The steps of anatomical segmentation (of lungs, lobes, and vessels) and registration in the workflow were shown to perform very well on an individual basis. All CT-derived measures were found to have good correlation with spirometry results, with several having correlation coefficients, r, in the range of 0.85-0.90. The best performing kNN classifier succeeded in classifying 67% of subjects into the correct COPD GOLD stage, with a further 29% assigned to a class neighboring the correct one.
Pulmonary function information can be obtained from thoracic CT scans using the automatic pipeline described in this work. This preliminary demonstration of the system already highlights a number of points of clinical importance such as the fact that an inspiration scan alone is not optimal for predicting pulmonary function. It also permits measurement of ventilation on a per lobe basis which reveals, for example, that the condition of the lower lobes contributes most to the pulmonary function of the subject. It is expected that this type of regional analysis will be instrumental in advancing the understanding of multiple pulmonary diseases in the future.

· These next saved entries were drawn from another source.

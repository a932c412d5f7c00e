use chrono::NaiveDate;
use rust_decimal::Decimal;

use crate::domain::{
    Card, CardBrand, CardId, ExpensePolicy, Member, MemberId, PolicyId, Role, Team, Transaction,
    TransactionId, TransactionStatus,
};
use crate::ledger::LedgerSeed;

pub const EXECUTIVE_ADMIN_ID: &str = "9g5h2j1k4l";
pub const MARKETING_ADMIN_ID: &str = "1a2b3c4d5e";
pub const ENGINEERING_MEMBER_ID: &str = "2b3c4d5e6f";

pub const MARKETING_POLICY_ID: &str = "7f3b3c4d5e";
pub const EXECUTIVE_POLICY_ID: &str = "8r5c3m4n5o";
pub const ENGINEERING_POLICY_ID: &str = "9a8b7c6d5e";

pub const EXECUTIVE_CARD_ID: &str = "5tf3rmlcyg3";
pub const MARKETING_CARD_ID: &str = "wr197z5ilg";
pub const ENGINEERING_CARD_ID: &str = "fA5b7c6d5e";

struct MemberFixture {
    id: &'static str,
    name: &'static str,
    email: &'static str,
    role: Role,
    team: Team,
}

struct CardFixture {
    id: &'static str,
    last4: &'static str,
    expiry: &'static str,
    brand: CardBrand,
    pin: &'static str,
    policy_id: &'static str,
}

struct PolicyFixture {
    id: &'static str,
    team: Team,
    limit: i64,
    spent: i64,
}

struct TransactionFixture {
    id: &'static str,
    title: &'static str,
    amount_cents: i64,
    date: (i32, u32, u32),
    policy_id: &'static str,
    card_id: &'static str,
    status: TransactionStatus,
}

const MEMBERS: &[MemberFixture] = &[
    MemberFixture {
        id: EXECUTIVE_ADMIN_ID,
        name: "Felipe Nemo",
        email: "felipe.nemo@banco.example",
        role: Role::Admin,
        team: Team::Executive,
    },
    MemberFixture {
        id: MARKETING_ADMIN_ID,
        name: "Ana Souza",
        email: "ana.souza@banco.example",
        role: Role::Admin,
        team: Team::Marketing,
    },
    MemberFixture {
        id: ENGINEERING_MEMBER_ID,
        name: "Lucas Oliveira",
        email: "lucas.oliveira@banco.example",
        role: Role::Member,
        team: Team::Engineering,
    },
];

const CARDS: &[CardFixture] = &[
    CardFixture {
        id: EXECUTIVE_CARD_ID,
        last4: "4242",
        expiry: "12/26",
        brand: CardBrand::Visa,
        pin: "1234",
        policy_id: EXECUTIVE_POLICY_ID,
    },
    CardFixture {
        id: MARKETING_CARD_ID,
        last4: "1234",
        expiry: "10/25",
        brand: CardBrand::MasterCard,
        pin: "5678",
        policy_id: MARKETING_POLICY_ID,
    },
    CardFixture {
        id: ENGINEERING_CARD_ID,
        last4: "5555",
        expiry: "01/27",
        brand: CardBrand::Visa,
        pin: "9101",
        policy_id: ENGINEERING_POLICY_ID,
    },
];

const POLICIES: &[PolicyFixture] = &[
    PolicyFixture { id: MARKETING_POLICY_ID, team: Team::Marketing, limit: 1000, spent: 315 },
    PolicyFixture { id: EXECUTIVE_POLICY_ID, team: Team::Executive, limit: 1500, spent: 390 },
    PolicyFixture { id: ENGINEERING_POLICY_ID, team: Team::Engineering, limit: 2000, spent: 345 },
];

const TRANSACTIONS: &[TransactionFixture] = &[
    TransactionFixture {
        id: "t-1",
        title: "Railway App",
        amount_cents: -31_500,
        date: (2025, 11, 1),
        policy_id: MARKETING_POLICY_ID,
        card_id: MARKETING_CARD_ID,
        status: TransactionStatus::Approved,
    },
    TransactionFixture {
        id: "t-2",
        title: "Magalu Cloud",
        amount_cents: -34_550,
        date: (2025, 11, 5),
        policy_id: ENGINEERING_POLICY_ID,
        card_id: ENGINEERING_CARD_ID,
        status: TransactionStatus::Approved,
    },
    TransactionFixture {
        id: "t-3",
        title: "Railway Database",
        amount_cents: -39_000,
        date: (2025, 11, 10),
        policy_id: EXECUTIVE_POLICY_ID,
        card_id: EXECUTIVE_CARD_ID,
        status: TransactionStatus::Pending,
    },
];

/// Deterministic demo ledger: three members, cards, policies and
/// transactions, with `t-3` pending on the Executive policy.
pub fn demo_seed() -> LedgerSeed {
    LedgerSeed {
        members: MEMBERS
            .iter()
            .map(|fixture| Member {
                id: MemberId(fixture.id.to_string()),
                name: fixture.name.to_string(),
                email: fixture.email.to_string(),
                role: fixture.role,
                team: fixture.team,
            })
            .collect(),
        cards: CARDS
            .iter()
            .map(|fixture| Card {
                id: CardId(fixture.id.to_string()),
                last4: fixture.last4.to_string(),
                expiry: fixture.expiry.to_string(),
                brand: fixture.brand,
                color_token: fixture.brand.color_token().to_string(),
                pin: fixture.pin.to_string(),
                policy_id: Some(PolicyId(fixture.policy_id.to_string())),
            })
            .collect(),
        policies: POLICIES
            .iter()
            .map(|fixture| ExpensePolicy {
                id: PolicyId(fixture.id.to_string()),
                team: fixture.team,
                limit: Decimal::from(fixture.limit),
                spent: Decimal::from(fixture.spent),
            })
            .collect(),
        transactions: TRANSACTIONS
            .iter()
            .map(|fixture| {
                let (year, month, day) = fixture.date;
                Transaction {
                    id: TransactionId(fixture.id.to_string()),
                    title: fixture.title.to_string(),
                    amount: Decimal::new(fixture.amount_cents, 2),
                    date: NaiveDate::from_ymd_opt(year, month, day).unwrap_or_default(),
                    policy_id: PolicyId(fixture.policy_id.to_string()),
                    card_id: CardId(fixture.card_id.to_string()),
                    status: fixture.status,
                    note: None,
                }
            })
            .collect(),
    }
}

#[cfg(test)]
mod tests {
    use std::collections::HashSet;

    use super::demo_seed;

    #[test]
    fn every_card_and_transaction_references_a_seeded_policy() {
        let seed = demo_seed();
        let policy_ids: HashSet<&str> =
            seed.policies.iter().map(|policy| policy.id.0.as_str()).collect();
        let card_ids: HashSet<&str> = seed.cards.iter().map(|card| card.id.0.as_str()).collect();

        for card in &seed.cards {
            let policy_id = card.policy_id.as_ref().map(|id| id.0.as_str()).unwrap_or_default();
            assert!(policy_ids.contains(policy_id), "card {} has dangling policy", card.id.0);
        }
        for transaction in &seed.transactions {
            assert!(policy_ids.contains(transaction.policy_id.0.as_str()));
            assert!(card_ids.contains(transaction.card_id.0.as_str()));
        }
    }

    #[test]
    fn exactly_one_transaction_starts_pending() {
        let pending: Vec<String> = demo_seed()
            .transactions
            .into_iter()
            .filter(|transaction| !transaction.status.is_terminal())
            .map(|transaction| transaction.id.0)
            .collect();

        assert_eq!(pending, vec!["t-3".to_string()]);
    }
}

分析使用完全自动技术从分别在屏气吸气和呼气时采集的一对胸部 CT 扫描中获取的肺功能。确定以下研究目标:(a) 描述和系统地分析处理管道及其结果;(b) 验证通过 CT 获得的定量、区域性通气测量值对肺功能分析有意义;(c) 确定计算出的测量值中最有效的预测肺功能的测量值;(d) 证明该系统有潜力提供通过传统肺活量计无法获得的临床重要信息。
提出了一个自动分割和配准技术的管道,并在一个分布在 COPD(慢性阻塞性肺疾病)各个阶段的 216 个受试者的数据库上进行了演示。在两次扫描中自动分割肺、裂、气道、叶和血管,并使用完全自动的非刚性配准算法将呼气扫描与吸气扫描配准。由专家观察者检查和评分分割和配准,以分析自动方法的准确性。在每个图像体素上计算表示通气的定量测量值,并进行分析,以提供有关全局和区域基础的肺功能的信息。这些 CT 衍生的测量值与肺活量计测试的结果相关联,并用作 kNN 分类器中的特征,以分配 COPD 全球倡议肺疾病(GOLD)阶段。
工作流程中的解剖分割(肺、叶和血管)和配准步骤在个体基础上表现非常出色。所有 CT 衍生的测量值都与肺活量计结果有很好的相关性,其中几个相关性系数 r 在 0.85-0.90 范围内。表现最好的 kNN 分类器成功地将 67%的受试者正确分类到 COPD GOLD 阶段,另有 29%被分配到一个接近正确的类别。
可以使用本文描述的自动管道从胸部 CT 扫描中获取肺功能信息。该系统的初步演示已经突出了许多临床重要的要点,例如仅吸气扫描对于预测肺功能不是最佳的。它还允许基于每个叶测量通气,这表明例如,下叶的状况对受试者的肺功能贡献最大。预计这种区域分析将有助于未来对多种肺部疾病的理解。